On Tue, 2015-02-03 at 09:16 -0800, Tim Chen wrote:
> > > >
> > > > + if (READ_ONCE(sem->owner))
> > > > + return true; /* new owner, continue spinning */
> > > > +
> > >
> > > Do you have some comparison data of whether it is more advantageous
> > > to continue spinning when owner changes? After the above change,
> > > rwsem will behave more like a spin lock for write lock and
> > > will keep spinning when the lock changes ownership.
> >
> > But recall we still abort when need_resched, so the spinning isn't
> > infinite.
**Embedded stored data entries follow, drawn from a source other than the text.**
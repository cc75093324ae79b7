//! Routing layer backends.

use std::collections::BTreeMap;
use std::future::Future;
use std::pin::Pin;
use std::sync::Mutex;
use std::time::Duration;

use tracing::{debug, info, warn};

use cutover_core::config::RouterConfig;
use cutover_core::{CutoverError, CutoverResult, TemplateVars};

/// Boxed backend future.
pub type RoutingFuture<'a> = Pin<Box<dyn Future<Output = CutoverResult<()>> + Send + 'a>>;

/// A new weight for one environment.
#[derive(Debug, Clone, PartialEq, Eq)]
pub struct WeightChange {
    /// Environment key (`{service}/{slot}`).
    pub key: String,
    pub weight: u8,
}

impl WeightChange {
    /// Slot part of the key.
    pub fn slot(&self) -> &str {
        self.key
            .rsplit_once('/')
            .map(|(_, slot)| slot)
            .unwrap_or(&self.key)
    }
}

/// The layer that actually splits traffic.
pub trait RoutingBackend: Send + Sync {
    /// Apply weight changes for one service. Changes arrive ordered so
    /// that environments gaining traffic come before those losing it.
    fn apply<'a>(&'a self, service: &'a str, changes: &'a [WeightChange]) -> RoutingFuture<'a>;
}

// ── Command templates ──────────────────────────────────────────────

/// Drives the routing layer through the `[router]` command templates.
///
/// `set_weight` receives `{service}`, `{slot}`, `{weight}`. When `verify`
/// is configured it is polled with `{service}`, `{slot}` until it prints
/// the expected weight.
#[derive(Debug, Clone)]
pub struct CommandRouting {
    config: RouterConfig,
    verify_interval: Duration,
}

impl CommandRouting {
    pub fn new(config: RouterConfig, verify_interval: Duration) -> Self {
        Self {
            config,
            verify_interval,
        }
    }

    async fn verify(&self, service: &str, change: &WeightChange) -> CutoverResult<()> {
        let Some(verify) = &self.config.verify else {
            return Ok(());
        };
        let attempts = self.config.verify_attempts.unwrap_or(5).max(1);

        let mut vars = TemplateVars::new();
        vars.insert("service", service.to_string());
        vars.insert("slot", change.slot().to_string());

        let mut observed = String::new();
        for attempt in 1..=attempts {
            observed = verify.run(&vars).await?;
            if observed.trim().parse::<u8>().ok() == Some(change.weight) {
                debug!(%service, env = %change.key, weight = change.weight, attempt, "weight verified");
                return Ok(());
            }
            if attempt < attempts {
                tokio::time::sleep(self.verify_interval).await;
            }
        }
        warn!(%service, env = %change.key, expected = change.weight, %observed, "weight not observed");
        Err(CutoverError::Backend(format!(
            "routing layer reports '{observed}' for {} after {attempts} checks, expected {}",
            change.key, change.weight
        )))
    }
}

impl RoutingBackend for CommandRouting {
    fn apply<'a>(&'a self, service: &'a str, changes: &'a [WeightChange]) -> RoutingFuture<'a> {
        Box::pin(async move {
            for change in changes {
                let mut vars = TemplateVars::new();
                vars.insert("service", service.to_string());
                vars.insert("slot", change.slot().to_string());
                vars.insert("weight", change.weight.to_string());
                self.config.set_weight.run(&vars).await?;
            }
            for change in changes {
                self.verify(service, change).await?;
            }
            Ok(())
        })
    }
}

// ── In-memory ──────────────────────────────────────────────────────

/// Routing layer that only records what it was told. Failures can be
/// injected for the next N calls.
#[derive(Debug, Default)]
pub struct MemoryRouting {
    applied: Mutex<Vec<(String, Vec<WeightChange>)>>,
    observed: Mutex<BTreeMap<String, u8>>,
    failures: Mutex<u32>,
}

impl MemoryRouting {
    pub fn new() -> Self {
        Self::default()
    }

    /// Fail the next `times` calls.
    pub fn fail(&self, times: u32) {
        *self.failures.lock().expect("failures lock") = times;
    }

    /// Fail every call from now on.
    pub fn fail_always(&self) {
        self.fail(u32::MAX);
    }

    /// Stop injecting failures.
    pub fn heal(&self) {
        self.fail(0);
    }

    /// Successful `apply` calls, oldest first.
    pub fn applied(&self) -> Vec<(String, Vec<WeightChange>)> {
        self.applied.lock().expect("applied lock").clone()
    }

    /// Last weight applied to each environment key.
    pub fn observed(&self) -> BTreeMap<String, u8> {
        self.observed.lock().expect("observed lock").clone()
    }

    fn record(&self, service: &str, changes: &[WeightChange]) -> CutoverResult<()> {
        {
            let mut failures = self.failures.lock().expect("failures lock");
            if *failures > 0 {
                if *failures != u32::MAX {
                    *failures -= 1;
                }
                return Err(CutoverError::Backend(format!(
                    "injected routing failure for {service}"
                )));
            }
        }

        let mut observed = self.observed.lock().expect("observed lock");
        for change in changes {
            info!(%service, env = %change.key, weight = change.weight, "memory routing");
            observed.insert(change.key.clone(), change.weight);
        }
        self.applied
            .lock()
            .expect("applied lock")
            .push((service.to_string(), changes.to_vec()));
        Ok(())
    }
}

impl RoutingBackend for MemoryRouting {
    fn apply<'a>(&'a self, service: &'a str, changes: &'a [WeightChange]) -> RoutingFuture<'a> {
        let result = self.record(service, changes);
        Box::pin(async move { result })
    }
}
Never has been.
> >
> > > Now during heavy
> > > lock contention, if we don't continue spinning and sleep, we may use the
> > > clock cycles for actually running other threads.
> >
> > Under heavy contention, time spinning will force us to ultimately block
> > anyway.
>
> The question is under heavy contention, if we are going to block anyway,
> won't it be more advantageous not to continue spinning so we can use
> the cycles for useful task?

Hi Tim,

Now that we have the OSQ logic, under heavy contention, there will still
only be 1 thread that is spinning on owner at a time. So if another
thread is able to obtain the lock before the spinner, we're only sending
the top spinner of the lock to the slowpath. As long as the new lock
owner is running, there is a chance for this top spinner to obtain the
lock, and spinning would be useful.

Since we have the need_resched() checks, this thread will block when
there really is another task that should run over the spinning thread.